# Exercise objective
Locate every line in the records below that holds the word "Some" and return each one.

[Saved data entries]

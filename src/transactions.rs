use std::{fs, marker::PhantomData, path::PathBuf};

/// Filesystem changes that can be undone if a run fails partway.
pub enum RollbackOperation {
    RemoveFile(PathBuf),
    RemoveDir(PathBuf),
}

/// Transaction still collecting operations; rolls back on drop.
pub struct Active;
/// Finalized transaction; dropping it is a no-op.
pub struct Committed;

/// Tells a transaction whether rollback should occur when dropped.
pub trait TransactionState {
    const SHOULD_ROLLBACK: bool;
}
impl TransactionState for Active {
    const SHOULD_ROLLBACK: bool = true;
}
impl TransactionState for Committed {
    const SHOULD_ROLLBACK: bool = false;
}

/// Tracks undo operations for everything written during a generate run.
///
/// Every created directory and file registers a [`RollbackOperation`]. An
/// `Active` transaction dropped without [`Transaction::commit`] — the error
/// path — removes what it recorded, newest first, so a failed run leaves no
/// partial output behind.
pub struct Transaction<State: TransactionState> {
    rollback_operations: Vec<RollbackOperation>,
    state: PhantomData<State>,
}
impl Transaction<Active> {
    pub fn new() -> Self {
        Transaction {
            rollback_operations: vec![],
            state: PhantomData,
        }
    }
    /// Registers an action to reverse if the transaction is dropped
    /// without being committed.
    pub fn add_operation(&mut self, operation: RollbackOperation) {
        self.rollback_operations.push(operation);
    }
    /// Finalizes the transaction; nothing will be rolled back.
    pub fn commit(mut self) -> Transaction<Committed> {
        self.rollback_operations.clear();

        Transaction {
            rollback_operations: vec![],
            state: PhantomData,
        }
    }
}
impl Default for Transaction<Active> {
    fn default() -> Self {
        Self::new()
    }
}
impl<S: TransactionState> Drop for Transaction<S> {
    fn drop(&mut self) {
        if S::SHOULD_ROLLBACK && !self.rollback_operations.is_empty() {
            log::debug!(
                "rolling back {} operation(s)",
                self.rollback_operations.len()
            );
            while let Some(operation) = self.rollback_operations.pop() {
                match operation {
                    RollbackOperation::RemoveDir(path) => {
                        log::debug!("removing dir: {}", path.display());
                        let _ = fs::remove_dir_all(&path);
                    }
                    RollbackOperation::RemoveFile(path) => {
                        log::debug!("removing file: {}", path.display());
                        let _ = fs::remove_file(&path);
                    }
                }
            }
        }
    }
}
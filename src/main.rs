use clap::{
    crate_authors, crate_description, crate_name, crate_version, Arg, ArgAction, ArgMatches,
    Command,
};
use dircraft::{materialize::GenerateOptions, tree::ParseOptions};

fn strict_dirs_arg() -> Arg {
    Arg::new("strict-dirs")
        .long("strict-dirs")
        .help("Only treat names with a trailing '/' as directories")
        .action(ArgAction::SetTrue)
}

// The CLI layer should only parse inputs and forward them to library code.
fn main() -> miette::Result<()> {
    let matches = Command::new(crate_name!())
        .about(crate_description!())
        .author(crate_authors!())
        .version(crate_version!())
        .subcommand_required(true)
        .arg(
            Arg::new("verbose")
                .short('v')
                .long("verbose")
                .help("Enable verbose output")
                .action(ArgAction::SetTrue)
                .global(true),
        )
        .subcommand(
            Command::new("generate")
                .about("Creates the described directories and files on disk")
                .arg(
                    Arg::new("input")
                        .help("yaml file, tree-text file, or inline structure string")
                        .required(true),
                )
                .arg(
                    Arg::new("destination")
                        .help("The directory the structure is created under")
                        .required(true),
                )
                .arg(
                    Arg::new("yes")
                        .help("Skip the confirmation prompt")
                        .short('y')
                        .long("yes")
                        .action(ArgAction::SetTrue),
                )
                .arg(strict_dirs_arg()),
        )
        .subcommand(
            Command::new("preview")
                .about("Parses the input and prints the tree without writing anything")
                .arg(
                    Arg::new("input")
                        .help("yaml file, tree-text file, or inline structure string")
                        .required(true),
                )
                .arg(strict_dirs_arg()),
        )
        .get_matches();

    init_logging(matches.get_flag("verbose"));

    match matches.subcommand() {
        Some(("generate", args)) => handle_generate(args),
        Some(("preview", args)) => handle_preview(args),
        _ => unreachable!(),
    }
}

fn init_logging(is_verbose: bool) {
    let mut builder = env_logger::Builder::from_default_env();

    if is_verbose {
        builder.filter_level(log::LevelFilter::Debug);
    }

    builder.init();
}

fn handle_generate(args: &ArgMatches) -> miette::Result<()> {
    let input = args.get_one::<String>("input").expect("input required");
    let destination = args
        .get_one::<String>("destination")
        .expect("destination required");

    let parse_options = ParseOptions {
        require_slash_for_directories: args.get_flag("strict-dirs"),
    };
    let generate_options = GenerateOptions {
        assume_yes: args.get_flag("yes"),
    };

    dircraft::api::generate(input, destination, parse_options, generate_options)?;

    Ok(())
}

fn handle_preview(args: &ArgMatches) -> miette::Result<()> {
    let input = args.get_one::<String>("input").expect("input required");

    let parse_options = ParseOptions {
        require_slash_for_directories: args.get_flag("strict-dirs"),
    };

    dircraft::api::preview(input, parse_options)?;

    Ok(())
}
// Integration testing can be done either by calling library functions directly or by invoking the CLI as a subprocess.
use assert_cmd::Command;

#[test]
fn generate_from_inline_string() {
    let destination = tempfile::tempdir().unwrap();

    let mut cmd = Command::cargo_bin("dircraft").unwrap();
    cmd.arg("generate")
        .arg("src/main.py:entry; src/utils/; README.md")
        .arg(destination.path())
        .arg("--yes");

    cmd.assert()
        .success()
        .stdout(predicates::str::contains("create"));

    assert_eq!(
        std::fs::read_to_string(destination.path().join("src/main.py")).unwrap(),
        "entry"
    );
    assert!(destination.path().join("src/utils").is_dir());
    assert!(destination.path().join("README.md").is_file());
}

#[test]
fn generate_from_tree_text_file() {
    let scratch = tempfile::tempdir().unwrap();
    let input = scratch.path().join("structure.txt");
    std::fs::write(&input, "app\n    ├── main.py # entry\n    └── data\n").unwrap();
    let destination = scratch.path().join("out");

    let mut cmd = Command::cargo_bin("dircraft").unwrap();
    cmd.arg("generate").arg(&input).arg(&destination).arg("--yes");

    cmd.assert().success();

    assert_eq!(
        std::fs::read_to_string(destination.join("app/main.py")).unwrap(),
        "entry"
    );
    assert!(destination.join("app/data").is_dir());
}

#[test]
fn generate_from_yaml_file() {
    let scratch = tempfile::tempdir().unwrap();
    let input = scratch.path().join("structure.yaml");
    std::fs::write(&input, "src:\n  main.py: entry\nREADME.md: docs\n").unwrap();
    let destination = scratch.path().join("out");

    let mut cmd = Command::cargo_bin("dircraft").unwrap();
    cmd.arg("generate").arg(&input).arg(&destination).arg("--yes");

    cmd.assert().success();

    assert_eq!(
        std::fs::read_to_string(destination.join("src/main.py")).unwrap(),
        "entry"
    );
    assert_eq!(
        std::fs::read_to_string(destination.join("README.md")).unwrap(),
        "docs"
    );
}

#[test]
fn preview_prints_the_tree_without_writing() {
    let mut cmd = Command::cargo_bin("dircraft").unwrap();
    cmd.arg("preview").arg("docs/guide.md:hello");

    cmd.assert()
        .success()
        .stdout(predicates::str::contains("guide.md"));

    assert!(!std::path::Path::new("docs/guide.md").exists());
}

#[test]
fn strict_dirs_turns_an_extensionless_name_into_a_file() {
    let scratch = tempfile::tempdir().unwrap();
    let input = scratch.path().join("structure.txt");
    std::fs::write(&input, "Makefile\n").unwrap();
    let destination = scratch.path().join("out");

    let mut cmd = Command::cargo_bin("dircraft").unwrap();
    cmd.arg("generate")
        .arg(&input)
        .arg(&destination)
        .arg("--yes")
        .arg("--strict-dirs");

    cmd.assert().success();

    assert!(destination.join("Makefile").is_file());
}
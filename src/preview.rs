use crate::structure::{Directory, Node};
use colored::Colorize;
use std::path::Path;

/// Print one node with tree connectors, then recurse into directories.
fn print_node(name: &str, node: &Node, prefix: &str, is_last: bool) {
    let connector = if is_last { "└── " } else { "├── " };
    let label = match node {
        Node::Directory(_) => name.blue(),
        Node::File(_) => name.green(),
    };
    println!("{}{}{}", prefix.yellow(), connector.yellow(), label);

    if let Node::Directory(children) = node {
        let child_prefix = if is_last {
            format!("{}    ", prefix)
        } else {
            format!("{}│   ", prefix)
        };

        let len = children.len();
        for (i, (child_name, child)) in children.iter().enumerate() {
            print_node(child_name, child, &child_prefix, i + 1 == len);
        }
    }
}

/// Renders the parsed structure as an ASCII tree rooted at `destination`,
/// so the user sees exactly what a generate run would create.
pub fn print_structure(structure: &Directory, destination: &Path) {
    let root_name = destination
        .file_name()
        .map(|os| os.to_string_lossy().to_string())
        .unwrap_or_else(|| destination.display().to_string());

    println!(
        "Legend: {} = (directory), {} = (file)\n",
        "blue".blue(),
        "green".green()
    );

    println!("{}", root_name.blue());

    let len = structure.len();
    for (i, (name, node)) in structure.iter().enumerate() {
        print_node(name, node, "", i + 1 == len);
    }

    println!();
}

# Solution
            while let Some(operation) = self.rollback_operations.pop() {
        Some(("generate", args)) => handle_generate(args),
        Some(("preview", args)) => handle_preview(args),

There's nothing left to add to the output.